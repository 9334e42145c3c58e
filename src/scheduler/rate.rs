use std::collections::VecDeque;
use std::sync::Mutex;
use std::time::Duration;

use tokio::time::{Instant, sleep};

/// Rolling-window start limiter: at most `limit` acquisitions in any span of
/// `window`. A `limit` of zero disables the limiter.
pub struct RateLimiter {
    limit: usize,
    window: Duration,
    starts: Mutex<VecDeque<Instant>>,
}

impl RateLimiter {
    pub fn new(limit: usize, window: Duration) -> Self {
        Self {
            limit,
            window,
            starts: Mutex::new(VecDeque::with_capacity(limit)),
        }
    }

    /// Record a start at `now` if the window has room, otherwise report how
    /// long until the oldest start leaves the window.
    pub fn try_acquire(&self, now: Instant) -> Result<(), Duration> {
        if self.limit == 0 {
            return Ok(());
        }
        let mut starts = self.starts.lock().unwrap_or_else(|e| e.into_inner());
        while let Some(&oldest) = starts.front() {
            if now.duration_since(oldest) >= self.window {
                starts.pop_front();
            } else {
                break;
            }
        }
        if starts.len() < self.limit {
            starts.push_back(now);
            return Ok(());
        }
        let oldest = starts[0];
        Err(self.window - now.duration_since(oldest))
    }

    /// Wait until a start is allowed, then record it.
    pub async fn acquire(&self) {
        loop {
            match self.try_acquire(Instant::now()) {
                Ok(()) => return,
                Err(wait) => sleep(wait).await,
            }
        }
    }
}
use std::sync::atomic::{AtomicBool, Ordering};
use std::sync::{Arc, Mutex};
use std::time::Duration;

use chrono::Utc;
use serde::Serialize;
use tokio::sync::{Notify, Semaphore};
use tokio::task::{JoinError, JoinHandle};
use tokio_util::sync::{CancellationToken, DropGuard};
use tracing::{debug, info, warn};

use super::job::{Job, JobPayload};
use super::rate::RateLimiter;
use super::registry::{HandlerRegistry, JobHandler};
use super::store::{JobStore, RetentionPolicy};
use crate::error::SchedulerError;

/// Limits applied by a [`Scheduler`].
#[derive(Debug, Clone, PartialEq, Eq)]
pub struct SchedulerConfig {
    /// Jobs allowed in `Processing` at once.
    pub concurrency: usize,
    /// Job starts allowed per `rate_window`. Zero disables rate limiting.
    pub rate_limit: usize,
    pub rate_window: Duration,
    pub job_timeout: Duration,
    pub retention: RetentionPolicy,
}

impl Default for SchedulerConfig {
    fn default() -> Self {
        Self {
            concurrency: 3,
            rate_limit: 5,
            rate_window: Duration::from_secs(1),
            job_timeout: Duration::from_secs(300),
            retention: RetentionPolicy::default(),
        }
    }
}

/// Snapshot for health reporting.
#[derive(Debug, Clone, Copy, PartialEq, Eq, Serialize)]
pub struct SchedulerStats {
    pub queued: usize,
    pub in_flight: usize,
    pub is_paused: bool,
    pub total_jobs: usize,
    pub completed_jobs: usize,
    pub failed_jobs: usize,
    pub cancelled_jobs: usize,
}

const CANCELLED_BY_CALLER: &str = "cancelled by caller";
const CANCELLED_BY_SHUTDOWN: &str = "scheduler shut down";

struct Shared {
    config: SchedulerConfig,
    store: JobStore,
    registry: HandlerRegistry,
    limiter: RateLimiter,
    slots: Arc<Semaphore>,
    /// Signalled on submit and resume.
    wake: Notify,
    /// Signalled whenever a job reaches a terminal state.
    settled: Notify,
    paused: AtomicBool,
    stop: CancellationToken,
    dispatcher: Mutex<Option<JoinHandle<()>>>,
}

/// Bounded-concurrency, rate-limited background executor.
///
/// Cloning is cheap and every clone drives the same queue. Dropping the last
/// clone stops dispatch; call [`Scheduler::shutdown`] to also drain in-flight
/// jobs. Must be created inside a tokio runtime.
#[derive(Clone)]
pub struct Scheduler {
    shared: Arc<Shared>,
    _stop_on_drop: Arc<DropGuard>,
}

impl Scheduler {
    pub fn new(config: SchedulerConfig) -> Self {
        let stop = CancellationToken::new();
        let shared = Arc::new(Shared {
            limiter: RateLimiter::new(config.rate_limit, config.rate_window),
            slots: Arc::new(Semaphore::new(config.concurrency.max(1))),
            config,
            store: JobStore::new(),
            registry: HandlerRegistry::new(),
            wake: Notify::new(),
            settled: Notify::new(),
            paused: AtomicBool::new(false),
            stop: stop.clone(),
            dispatcher: Mutex::new(None),
        });

        let handle = tokio::spawn(dispatch_loop(shared.clone()));
        *shared.dispatcher.lock().unwrap_or_else(|e| e.into_inner()) = Some(handle);

        Self {
            shared,
            _stop_on_drop: Arc::new(stop.drop_guard()),
        }
    }

    pub fn config(&self) -> &SchedulerConfig {
        &self.shared.config
    }

    /// Bind a handler to a job type, replacing any earlier binding.
    pub fn register_handler(&self, job_type: impl Into<String>, handler: Arc<dyn JobHandler>) {
        self.shared.registry.register(job_type, handler);
    }

    pub fn registered_types(&self) -> Vec<String> {
        self.shared.registry.job_types()
    }

    /// Queue a job and return its id immediately.
    ///
    /// Jobs of an unregistered type are still accepted; they fail at dispatch.
    pub fn submit(&self, payload: JobPayload) -> Result<String, SchedulerError> {
        let job = Job::new(payload);
        let id = job.id.clone();
        let job_type = job.job_type.clone();
        // The closed check and the insert share the store lock with shutdown.
        if !self.shared.store.insert(job) {
            return Err(SchedulerError::ShuttingDown);
        }
        if !self.shared.registry.contains(&job_type) {
            warn!(job_id = %id, job_type = %job_type, "no handler registered, job will fail");
        }
        info!(job_id = %id, job_type = %job_type, "job submitted");
        self.shared.wake.notify_one();
        Ok(id)
    }

    /// Cancel a pending job. Returns `false` if the job is unknown, already
    /// running or already finished; running handlers are never interrupted.
    pub fn cancel(&self, job_id: &str) -> bool {
        let cancelled = self.shared.store.cancel(job_id, CANCELLED_BY_CALLER);
        if cancelled {
            info!(job_id, "job cancelled");
            self.shared.settled.notify_waiters();
        } else {
            debug!(job_id, "cancel ignored, job is not pending");
        }
        cancelled
    }

    pub fn get_job(&self, job_id: &str) -> Option<Job> {
        self.shared.store.get(job_id)
    }

    pub fn list_jobs(&self) -> Vec<Job> {
        self.shared.store.list()
    }

    pub fn find_jobs<P>(&self, predicate: P) -> Vec<Job>
    where
        P: Fn(&Job) -> bool,
    {
        self.shared.store.find(predicate)
    }

    /// Every retained job correlated with `asset_id`, oldest first.
    pub fn find_jobs_by_asset_id(&self, asset_id: &str) -> Vec<Job> {
        self.find_jobs(|job| job.payload.asset_id() == Some(asset_id))
    }

    /// The pending or processing job for `asset_id` of the given type, if any.
    pub fn active_job_for_asset(&self, asset_id: &str, job_type: &str) -> Option<Job> {
        self.find_jobs(|job| {
            job.status.is_active()
                && job.job_type == job_type
                && job.payload.asset_id() == Some(asset_id)
        })
        .pop()
    }

    /// Resolve once the job reaches a terminal state. Returns `None` if the
    /// job is unknown or was evicted by the retention policy.
    pub async fn wait_for_job(&self, job_id: &str) -> Option<Job> {
        loop {
            let settled = self.shared.settled.notified();
            let job = self.shared.store.get(job_id)?;
            if job.status.is_terminal() {
                return Some(job);
            }
            settled.await;
        }
    }

    /// Stop starting new jobs. Submissions are still accepted.
    pub fn pause(&self) {
        self.shared.paused.store(true, Ordering::SeqCst);
        info!("scheduler paused");
    }

    pub fn resume(&self) {
        if self.shared.store.is_closed() {
            return;
        }
        self.shared.paused.store(false, Ordering::SeqCst);
        self.shared.wake.notify_one();
        info!("scheduler resumed");
    }

    pub fn is_paused(&self) -> bool {
        self.shared.paused.load(Ordering::SeqCst)
    }

    pub fn stats(&self) -> SchedulerStats {
        let counts = self.shared.store.counts();
        SchedulerStats {
            queued: counts.pending,
            in_flight: counts.processing,
            is_paused: self.is_paused(),
            total_jobs: counts.total,
            completed_jobs: counts.completed,
            failed_jobs: counts.failed,
            cancelled_jobs: counts.cancelled,
        }
    }

    /// Apply the retention policy now. Returns the number of evicted jobs.
    pub fn prune(&self) -> usize {
        self.shared
            .store
            .prune(&self.shared.config.retention, Utc::now())
    }

    /// Refuse new jobs, cancel everything still queued and wait for running
    /// jobs to finish.
    pub async fn shutdown(&self) {
        let first = !self.shared.store.is_closed();
        let cancelled = self.shared.store.close(CANCELLED_BY_SHUTDOWN);
        self.shared.paused.store(true, Ordering::SeqCst);
        self.shared.stop.cancel();
        if cancelled > 0 {
            self.shared.settled.notify_waiters();
        }

        let dispatcher = self
            .shared
            .dispatcher
            .lock()
            .unwrap_or_else(|e| e.into_inner())
            .take();
        if let Some(handle) = dispatcher {
            let _ = handle.await;
        }

        loop {
            let settled = self.shared.settled.notified();
            if self.shared.store.counts().processing == 0 {
                break;
            }
            settled.await;
        }

        if first {
            info!(cancelled, "scheduler shut down");
        }
    }
}

async fn dispatch_loop(shared: Arc<Shared>) {
    loop {
        let permit = tokio::select! {
            _ = shared.stop.cancelled() => break,
            permit = shared.slots.clone().acquire_owned() => match permit {
                Ok(permit) => permit,
                Err(_) => break,
            },
        };

        let Some(job_id) = next_job(&shared).await else {
            break;
        };

        tokio::select! {
            _ = shared.stop.cancelled() => break,
            _ = shared.limiter.acquire() => {}
        }

        // Paused while waiting for a rate slot: hand the job back and wait
        // for resume in `next_job`.
        if shared.paused.load(Ordering::SeqCst) {
            shared.store.requeue_front(&job_id);
            debug!(job_id = %job_id, "scheduler paused, job returned to queue");
            continue;
        }

        // The pending check happens under the store lock, so a cancel that
        // landed while we waited for a rate slot wins here.
        let Some(payload) = shared.store.start(&job_id) else {
            debug!(job_id = %job_id, "skipping job cancelled before start");
            continue;
        };

        let worker = shared.clone();
        tokio::spawn(async move {
            run_job(&worker, job_id, payload).await;
            drop(permit);
        });
    }
    debug!("dispatch loop stopped");
}

async fn next_job(shared: &Shared) -> Option<String> {
    loop {
        let woken = shared.wake.notified();
        if !shared.paused.load(Ordering::SeqCst)
            && let Some(id) = shared.store.pop_pending()
        {
            return Some(id);
        }
        tokio::select! {
            _ = shared.stop.cancelled() => return None,
            _ = woken => {}
        }
    }
}

async fn run_job(shared: &Shared, job_id: String, payload: JobPayload) {
    let job_type = payload.job_type().to_string();
    info!(job_id = %job_id, job_type = %job_type, "job started");

    let result = match shared.registry.get(&job_type) {
        Some(handler) => invoke(handler, payload, shared.config.job_timeout).await,
        None => Err(SchedulerError::NoHandler(job_type.clone()).to_string()),
    };

    match &result {
        Ok(()) => info!(job_id = %job_id, job_type = %job_type, "job completed"),
        Err(error) => warn!(job_id = %job_id, job_type = %job_type, %error, "job failed"),
    }

    shared.store.finish(&job_id, result);
    shared
        .store
        .prune_keeping(&shared.config.retention, Utc::now(), Some(&job_id));
    shared.settled.notify_waiters();
}

/// Run the handler on its own task so a panic is contained and a timeout can
/// abort it, which drops any backend request still in flight.
async fn invoke(
    handler: Arc<dyn JobHandler>,
    payload: JobPayload,
    job_timeout: Duration,
) -> Result<(), String> {
    let mut task = tokio::spawn(async move { handler.handle(payload).await });
    match tokio::time::timeout(job_timeout, &mut task).await {
        Ok(Ok(Ok(()))) => Ok(()),
        Ok(Ok(Err(error))) => Err(format!("{error:#}")),
        Ok(Err(join_error)) => {
            Err(SchedulerError::Panicked(panic_message(join_error)).to_string())
        }
        Err(_) => {
            task.abort();
            Err(SchedulerError::Timeout(job_timeout.as_secs()).to_string())
        }
    }
}

fn panic_message(error: JoinError) -> String {
    if !error.is_panic() {
        return error.to_string();
    }
    let panic = error.into_panic();
    if let Some(message) = panic.downcast_ref::<&str>() {
        message.to_string()
    } else if let Some(message) = panic.downcast_ref::<String>() {
        message.clone()
    } else {
        "unknown panic".to_string()
    }
}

* [WORK INSTRUCTION]: Output exactly the leading lines of the data, up to and including the line marked by "then record it.".

* [TASK OUTPUT]:
repository 9334e42145c3c58e
filename src/scheduler/rate.rs
use std::collections::VecDeque;
use std::sync::Mutex;
use std::time::Duration;

use tokio::time::{Instant, sleep};

/// Rolling-window start limiter: at most `limit` acquisitions in any span of
/// `window`. A `limit` of zero disables the limiter.
pub struct RateLimiter {
    limit: usize,
    window: Duration,
    starts: Mutex<VecDeque<Instant>>,
}

impl RateLimiter {
    pub fn new(limit: usize, window: Duration) -> Self {
        Self {
            limit,
            window,
            starts: Mutex::new(VecDeque::with_capacity(limit)),
        }
    }

    /// Record a start at `now` if the window has room, otherwise report how
    /// long until the oldest start leaves the window.
    pub fn try_acquire(&self, now: Instant) -> Result<(), Duration> {
        if self.limit == 0 {
            return Ok(());
        }
        let mut starts = self.starts.lock().unwrap_or_else(|e| e.into_inner());
        while let Some(&oldest) = starts.front() {
            if now.duration_since(oldest) >= self.window {
                starts.pop_front();
            } else {
                break;
            }
        }
        if starts.len() < self.limit {
            starts.push_back(now);
            return Ok(());
        }
        let oldest = starts[0];
        Err(self.window - now.duration_since(oldest))
    }

    /// Wait until a start is allowed, then record it.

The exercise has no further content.